FRANCISCO MOTORS CORPORATION, petitioner, vs. COURT OF
APPEALS and SPOUSES GREGORIO and LIBRADA
MANUEL, respondents.
DECISION
QUISUMBING, J.:

This petition for review on certiorari, under Rule 45 of the Rules of Court, seeks to annul
the decision[1] of the Court of Appeals in C.A. G.R. CV No. 10014 affirming the decision
rendered by Branch 135, Regional Trial Court of Makati, Metro Manila. The procedural
antecedents of this petition are as follows:
On January 23, 1985, petitioner filed a complaint [2] against private respondents to recover
three thousand four hundred twelve and six centavos (P3,412.06), representing the balance of the
jeep body purchased by the Manuels from petitioner; an additional sum of twenty thousand four
hundred fifty-four and eighty centavos (P20,454.80) representing the unpaid balance on the cost
of repair of the vehicle; and six thousand pesos (P6,000.00) for cost of suit and attorneys fees.
[3]
To the original balance on the price of jeep body were added the costs of repair. [4] In their
answer, private respondents interposed a counterclaim for unpaid legal services by Gregorio
Manuel in the amount of fifty thousand pesos (P50,000) which was not paid by the incorporators,
directors and officers of the petitioner. The trial court decided the case on June 26, 1985, in favor
of petitioner in regard to the petitioners claim for money, but also allowed the counter-claim of
private respondents. Both parties appealed. On April 15, 1991, the Court of Appeals sustained the
trial courts decision.[5] Hence, the present petition.
For our review in particular is the propriety of the permissive counterclaim which private
respondents filed together with their answer to petitioners complaint for a sum of money.
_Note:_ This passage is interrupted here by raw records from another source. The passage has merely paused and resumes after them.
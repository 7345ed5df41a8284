//! Error types for store adapters

/// Failure of a store operation
///
/// Callers may classify with [`StoreError::is_connection`], but no operation
/// is retried on their behalf.
#[derive(Debug, Clone, PartialEq, Eq, thiserror::Error)]
pub enum StoreError {
    /// Store cannot be reached
    #[error("cannot reach store: {0}")]
    Connection(String),

    /// Credentials rejected
    #[error("authentication failed: {0}")]
    Authentication(String),

    /// Query malformed or rejected, including constraint violations
    #[error("query failed: {0}")]
    Query(String),

    /// Returned row could not be turned into a record
    #[error("cannot decode record: {0}")]
    Decode(String),
}

impl StoreError {
    /// Check if the store was unreachable
    #[inline]
    #[must_use]
    pub fn is_connection(&self) -> bool {
        matches!(self, Self::Connection(_))
    }

    /// Check if the error is fatal when raised at startup
    #[inline]
    #[must_use]
    pub fn is_fatal_at_startup(&self) -> bool {
        matches!(self, Self::Connection(_) | Self::Authentication(_))
    }
}

impl From<neo4rs::Error> for StoreError {
    fn from(err: neo4rs::Error) -> Self {
        match &err {
            neo4rs::Error::IOError { .. } | neo4rs::Error::ConnectionError => {
                Self::Connection(err.to_string())
            }
            neo4rs::Error::AuthenticationError(msg) => Self::Authentication(msg.clone()),
            _ => Self::Query(err.to_string()),
        }
    }
}

#[cfg(test)]
mod tests {
    use super::*;

    #[test]
    fn classification() {
        assert!(StoreError::Connection("refused".into()).is_connection());
        assert!(!StoreError::Query("syntax".into()).is_connection());

        assert!(StoreError::Authentication("bad password".into()).is_fatal_at_startup());
        assert!(!StoreError::Decode("n".into()).is_fatal_at_startup());
    }

    #[test]
    fn display() {
        let err = StoreError::Connection("connection refused".into());
        assert_eq!(err.to_string(), "cannot reach store: connection refused");
    }

    #[test]
    fn driver_connection_error_maps_to_connection() {
        let err = StoreError::from(neo4rs::Error::ConnectionError);
        assert!(err.is_connection());
    }

    #[test]
    fn driver_auth_error_maps_to_authentication() {
        let err = StoreError::from(neo4rs::Error::AuthenticationError("nope".into()));
        assert_eq!(err, StoreError::Authentication("nope".into()));
    }
}
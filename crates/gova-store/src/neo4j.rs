//! Neo4j adapter over Bolt, using `neo4rs`

use crate::cypher::{self, Statement};
use crate::error::StoreError;
use crate::record::Record;
use crate::store::GraphStore;
use async_trait::async_trait;
use gova_resource::{Label, Properties};
use neo4rs::{BoltNull, BoltType, ConfigBuilder, Graph, Node};
use serde::{Deserialize, Serialize};
use serde_json::Value;
use std::collections::HashMap;
use std::fmt;
use std::sync::Arc;

/// Connection settings for [`Neo4jStore`]
#[derive(Clone, PartialEq, Eq, Serialize, Deserialize)]
#[serde(default)]
pub struct Neo4jSettings {
    /// Bolt URI, e.g. `neo4j://localhost:7687`
    pub uri: String,
    /// User name
    pub user: String,
    /// Password
    pub password: String,
    /// Database name; server default when absent
    #[serde(skip_serializing_if = "Option::is_none")]
    pub database: Option<String>,
}

impl Neo4jSettings {
    /// Settings for `uri` with basic credentials
    #[inline]
    #[must_use]
    pub fn new(uri: impl Into<String>, user: impl Into<String>, password: impl Into<String>) -> Self {
        Self {
            uri: uri.into(),
            user: user.into(),
            password: password.into(),
            database: None,
        }
    }

    /// With a named database
    #[inline]
    #[must_use]
    pub fn with_database(mut self, database: impl Into<String>) -> Self {
        self.database = Some(database.into());
        self
    }
}

impl Default for Neo4jSettings {
    fn default() -> Self {
        Self::new("neo4j://localhost:7687", "neo4j", "")
    }
}

impl fmt::Debug for Neo4jSettings {
    fn fmt(&self, f: &mut fmt::Formatter<'_>) -> fmt::Result {
        f.debug_struct("Neo4jSettings")
            .field("uri", &self.uri)
            .field("user", &self.user)
            .field("password", &"<redacted>")
            .field("database", &self.database)
            .finish()
    }
}

/// [`GraphStore`] backed by a Neo4j server
#[derive(Clone)]
pub struct Neo4jStore {
    graph: Arc<Graph>,
}

impl fmt::Debug for Neo4jStore {
    fn fmt(&self, f: &mut fmt::Formatter<'_>) -> fmt::Result {
        f.debug_struct("Neo4jStore").finish_non_exhaustive()
    }
}

impl Neo4jStore {
    /// Connect and verify the server answers
    ///
    /// # Errors
    /// [`StoreError::Connection`] or [`StoreError::Authentication`] when the
    /// server cannot be used
    pub async fn connect(settings: &Neo4jSettings) -> Result<Self, StoreError> {
        let mut builder = ConfigBuilder::default()
            .uri(settings.uri.as_str())
            .user(settings.user.as_str())
            .password(settings.password.as_str());
        if let Some(db) = &settings.database {
            builder = builder.db(db.as_str());
        }
        let config = builder.build()?;
        let graph = Graph::connect(config).await?;

        let store = Self {
            graph: Arc::new(graph),
        };
        store.run(&cypher::ping()).await?;
        tracing::info!(uri = %settings.uri, "connected to neo4j");
        Ok(store)
    }

    async fn run(&self, stmt: &Statement) -> Result<(), StoreError> {
        tracing::debug!(query = %stmt.text, "running statement");
        self.graph.run(to_query(stmt)).await?;
        Ok(())
    }
}

#[async_trait]
impl GraphStore for Neo4jStore {
    async fn fetch_list(&self, label: &Label, limit: usize) -> Result<Vec<Record>, StoreError> {
        let stmt = cypher::fetch_list(label, limit);
        tracing::debug!(query = %stmt.text, limit, "fetching records");

        let mut rows = self.graph.execute(to_query(&stmt)).await?;
        let mut records = Vec::new();
        while let Some(row) = rows.next().await? {
            let node: Node = row
                .get("n")
                .map_err(|e| StoreError::Decode(e.to_string()))?;
            records.push(node_to_record(&node)?);
        }
        Ok(records)
    }

    async fn create_record(&self, label: &Label, properties: Properties) -> Result<(), StoreError> {
        self.run(&cypher::create_record(label, &properties)).await
    }
}

fn to_query(stmt: &Statement) -> neo4rs::Query {
    stmt.params
        .iter()
        .fold(neo4rs::query(&stmt.text), |q, (name, value)| {
            q.param(name, to_bolt(value))
        })
}

fn to_bolt(value: &Value) -> BoltType {
    match value {
        Value::Null => BoltType::Null(BoltNull),
        Value::Bool(b) => BoltType::from(*b),
        Value::Number(n) => match n.as_i64() {
            Some(int) => BoltType::from(int),
            None => BoltType::from(n.as_f64().unwrap_or_default()),
        },
        Value::String(s) => BoltType::from(s.as_str()),
        Value::Array(items) => BoltType::from(items.iter().map(to_bolt).collect::<Vec<_>>()),
        Value::Object(map) => BoltType::from(
            map.iter()
                .map(|(k, v)| (k.clone(), to_bolt(v)))
                .collect::<HashMap<String, BoltType>>(),
        ),
    }
}

fn node_to_record(node: &Node) -> Result<Record, StoreError> {
    let mut properties = Properties::new();
    for key in node.keys() {
        let value: Value = node
            .get(key)
            .map_err(|e| StoreError::Decode(format!("property `{key}`: {e}")))?;
        properties.insert(key.to_string(), value);
    }
    Ok(Record::new(properties).with_id(node.id()))
}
Private
respondent Gregorio Manuel alleged as an affirmative defense that, while he was petitioners
Assistant Legal Officer, he represented members of the Francisco family in the intestate estate
proceedings of the late Benita Trinidad. However, even after the termination of the proceedings,
his services were not paid. Said family members, he said, were also incorporators, directors and
officers of petitioner. Hence to counter petitioners collection suit, he filed a permissive
counterclaim for the unpaid attorneys fees.[6]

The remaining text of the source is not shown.